* **Task item**:
Reproduce all records verbatim.

Records from a dataset:

=== Section Start ===

//! Semantic chart labels and their target ratio fields
//!
//! Profile files name labels with the short keys used by the report
//! parsers (`use`, `prod`, `transp`, `EOL`, `board`, ...). The long forms
//! (`manufacturing`, `transport`, `end-of-life`) are accepted as aliases.

use serde::{Deserialize, Serialize};
use std::fmt;

/// A category that can appear in a footprint chart
#[derive(Debug, Clone, Copy, PartialEq, Eq, PartialOrd, Ord, Hash, Serialize, Deserialize)]
pub enum Label {
    #[serde(rename = "use")]
    Use,
    #[serde(rename = "prod", alias = "manufacturing", alias = "production")]
    Manufacturing,
    #[serde(rename = "transp", alias = "transport")]
    Transport,
    #[serde(rename = "EOL", alias = "end-of-life", alias = "eol")]
    EndOfLife,
    #[serde(rename = "board")]
    Mainboard,
    #[serde(rename = "SSD")]
    Ssd,
    #[serde(rename = "HDD")]
    Hdd,
    #[serde(rename = "disp")]
    Display,
    #[serde(rename = "power")]
    PowerSupply,
    #[serde(rename = "box")]
    Chassis,
    #[serde(rename = "battery")]
    Battery,
    #[serde(rename = "packaging")]
    Packaging,
    #[serde(rename = "optical_drive")]
    OpticalDrive,
    #[serde(rename = "electronics")]
    Electronics,
    #[serde(rename = "housing")]
    Housing,
    #[serde(rename = "panel")]
    Panel,
    #[serde(rename = "materials")]
    Materials,
    #[serde(rename = "assembly")]
    Assembly,
    #[serde(rename = "IC")]
    IntegratedCircuits,
    #[serde(rename = "PWBs")]
    PrintedWiringBoards,
    #[serde(rename = "lcd_assembly")]
    LcdAssembly,
}

impl Label {
    /// The four lifecycle phases that must add up to 100%
    pub const CORE: [Label; 4] = [
        Label::Use,
        Label::Manufacturing,
        Label::Transport,
        Label::EndOfLife,
    ];

    pub fn is_core(self) -> bool {
        Self::CORE.contains(&self)
    }

    /// Sub-components break the manufacturing share down
    pub fn is_component(self) -> bool {
        !self.is_core()
    }

    /// Short key used in profile files and logs
    pub fn key(self) -> &'static str {
        match self {
            Label::Use => "use",
            Label::Manufacturing => "prod",
            Label::Transport => "transp",
            Label::EndOfLife => "EOL",
            Label::Mainboard => "board",
            Label::Ssd => "SSD",
            Label::Hdd => "HDD",
            Label::Display => "disp",
            Label::PowerSupply => "power",
            Label::Chassis => "box",
            Label::Battery => "battery",
            Label::Packaging => "packaging",
            Label::OpticalDrive => "optical_drive",
            Label::Electronics => "electronics",
            Label::Housing => "housing",
            Label::Panel => "panel",
            Label::Materials => "materials",
            Label::Assembly => "assembly",
            Label::IntegratedCircuits => "IC",
            Label::PrintedWiringBoards => "PWBs",
            Label::LcdAssembly => "lcd_assembly",
        }
    }

    /// Field of the device footprint record receiving this label's share
    ///
    /// Several labels share a field (housing and box both feed the chassis
    /// ratio); their shares accumulate.
    pub fn ratio_field(self) -> RatioField {
        match self {
            Label::Use => RatioField::Use,
            Label::Manufacturing => RatioField::Manufacturing,
            Label::Transport => RatioField::Transport,
            Label::EndOfLife => RatioField::EndOfLife,
            Label::Mainboard => RatioField::Mainboard,
            Label::Ssd => RatioField::Ssd,
            Label::Hdd => RatioField::Hdd,
            Label::Display | Label::Panel | Label::LcdAssembly => RatioField::Display,
            Label::PowerSupply => RatioField::PowerSupply,
            Label::Chassis | Label::Housing => RatioField::Chassis,
            Label::Battery => RatioField::Battery,
            Label::Packaging => RatioField::Packaging,
            Label::OpticalDrive => RatioField::OpticalDrive,
            Label::Electronics => RatioField::Electronics,
            Label::Materials
            | Label::Assembly
            | Label::IntegratedCircuits
            | Label::PrintedWiringBoards => RatioField::OtherComponents,
        }
    }
}

impl fmt::Display for Label {
    fn fmt(&self, f: &mut fmt::Formatter<'_>) -> fmt::Result {
        f.write_str(self.key())
    }
}

/// Ratio fields of the device carbon-footprint record
#[derive(Debug, Clone, Copy, PartialEq, Eq, PartialOrd, Ord, Hash)]
pub enum RatioField {
    Use,
    Manufacturing,
    Transport,
    EndOfLife,
    Mainboard,
    Ssd,
    Hdd,
    Display,
    PowerSupply,
    Chassis,
    Battery,
    Packaging,
    OpticalDrive,
    Electronics,
    OtherComponents,
}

=== Section End ===

* **Output**:
//! Semantic chart labels and their target ratio fields
//!
//! Profile files name labels with the short keys used by the report
//! parsers (`use`, `prod`, `transp`, `EOL`, `board`, ...). The long forms
//! (`manufacturing`, `transport`, `end-of-life`) are accepted as aliases.

use serde::{Deserialize, Serialize};
use std::fmt;

/// A category that can appear in a footprint chart
#[derive(Debug, Clone, Copy, PartialEq, Eq, PartialOrd, Ord, Hash, Serialize, Deserialize)]
pub enum Label {
    #[serde(rename = "use")]
    Use,
    #[serde(rename = "prod", alias = "manufacturing", alias = "production")]
    Manufacturing,
    #[serde(rename = "transp", alias = "transport")]
    Transport,
    #[serde(rename = "EOL", alias = "end-of-life", alias = "eol")]
    EndOfLife,
    #[serde(rename = "board")]
    Mainboard,
    #[serde(rename = "SSD")]
    Ssd,
    #[serde(rename = "HDD")]
    Hdd,
    #[serde(rename = "disp")]
    Display,
    #[serde(rename = "power")]
    PowerSupply,
    #[serde(rename = "box")]
    Chassis,
    #[serde(rename = "battery")]
    Battery,
    #[serde(rename = "packaging")]
    Packaging,
    #[serde(rename = "optical_drive")]
    OpticalDrive,
    #[serde(rename = "electronics")]
    Electronics,
    #[serde(rename = "housing")]
    Housing,
    #[serde(rename = "panel")]
    Panel,
    #[serde(rename = "materials")]
    Materials,
    #[serde(rename = "assembly")]
    Assembly,
    #[serde(rename = "IC")]
    IntegratedCircuits,
    #[serde(rename = "PWBs")]
    PrintedWiringBoards,
    #[serde(rename = "lcd_assembly")]
    LcdAssembly,
}

impl Label {
    /// The four lifecycle phases that must add up to 100%
    pub const CORE: [Label; 4] = [
        Label::Use,
        Label::Manufacturing,
        Label::Transport,
        Label::EndOfLife,
    ];

    pub fn is_core(self) -> bool {
        Self::CORE.contains(&self)
    }

    /// Sub-components break the manufacturing share down
    pub fn is_component(self) -> bool {
        !self.is_core()
    }

    /// Short key used in profile files and logs
    pub fn key(self) -> &'static str {
        match self {
            Label::Use => "use",
            Label::Manufacturing => "prod",
            Label::Transport => "transp",
            Label::EndOfLife => "EOL",
            Label::Mainboard => "board",
            Label::Ssd => "SSD",
            Label::Hdd => "HDD",
            Label::Display => "disp",
            Label::PowerSupply => "power",
            Label::Chassis => "box",
            Label::Battery => "battery",
            Label::Packaging => "packaging",
            Label::OpticalDrive => "optical_drive",
            Label::Electronics => "electronics",
            Label::Housing => "housing",
            Label::Panel => "panel",
            Label::Materials => "materials",
            Label::Assembly => "assembly",
            Label::IntegratedCircuits => "IC",
            Label::PrintedWiringBoards => "PWBs",
            Label::LcdAssembly => "lcd_assembly",
        }
    }

    /// Field of the device footprint record receiving this label's share
    ///
    /// Several labels share a field (housing and box both feed the chassis
    /// ratio); their shares accumulate.
    pub fn ratio_field(self) -> RatioField {
        match self {
            Label::Use => RatioField::Use,
            Label::Manufacturing => RatioField::Manufacturing,
            Label::Transport => RatioField::Transport,
            Label::EndOfLife => RatioField::EndOfLife,
            Label::Mainboard => RatioField::Mainboard,
            Label::Ssd => RatioField::Ssd,
            Label::Hdd => RatioField::Hdd,
            Label::Display | Label::Panel | Label::LcdAssembly => RatioField::Display,
            Label::PowerSupply => RatioField::PowerSupply,
            Label::Chassis | Label::Housing => RatioField::Chassis,
            Label::Battery => RatioField::Battery,
            Label::Packaging => RatioField::Packaging,
            Label::OpticalDrive => RatioField::OpticalDrive,
            Label::Electronics => RatioField::Electronics,
            Label::Materials
            | Label::Assembly
            | Label::IntegratedCircuits
            | Label::PrintedWiringBoards => RatioField::OtherComponents,
        }
    }
}

impl fmt::Display for Label {
    fn fmt(&self, f: &mut fmt::Formatter<'_>) -> fmt::Result {
        f.write_str(self.key())
    }
}

/// Ratio fields of the device carbon-footprint record
#[derive(Debug, Clone, Copy, PartialEq, Eq, PartialOrd, Ord, Hash)]
pub enum RatioField {
    Use,
    Manufacturing,
    Transport,
    EndOfLife,
    Mainboard,
    Ssd,
    Hdd,
    Display,
    PowerSupply,
    Chassis,
    Battery,
    Packaging,
    OpticalDrive,
    Electronics,
    OtherComponents,
}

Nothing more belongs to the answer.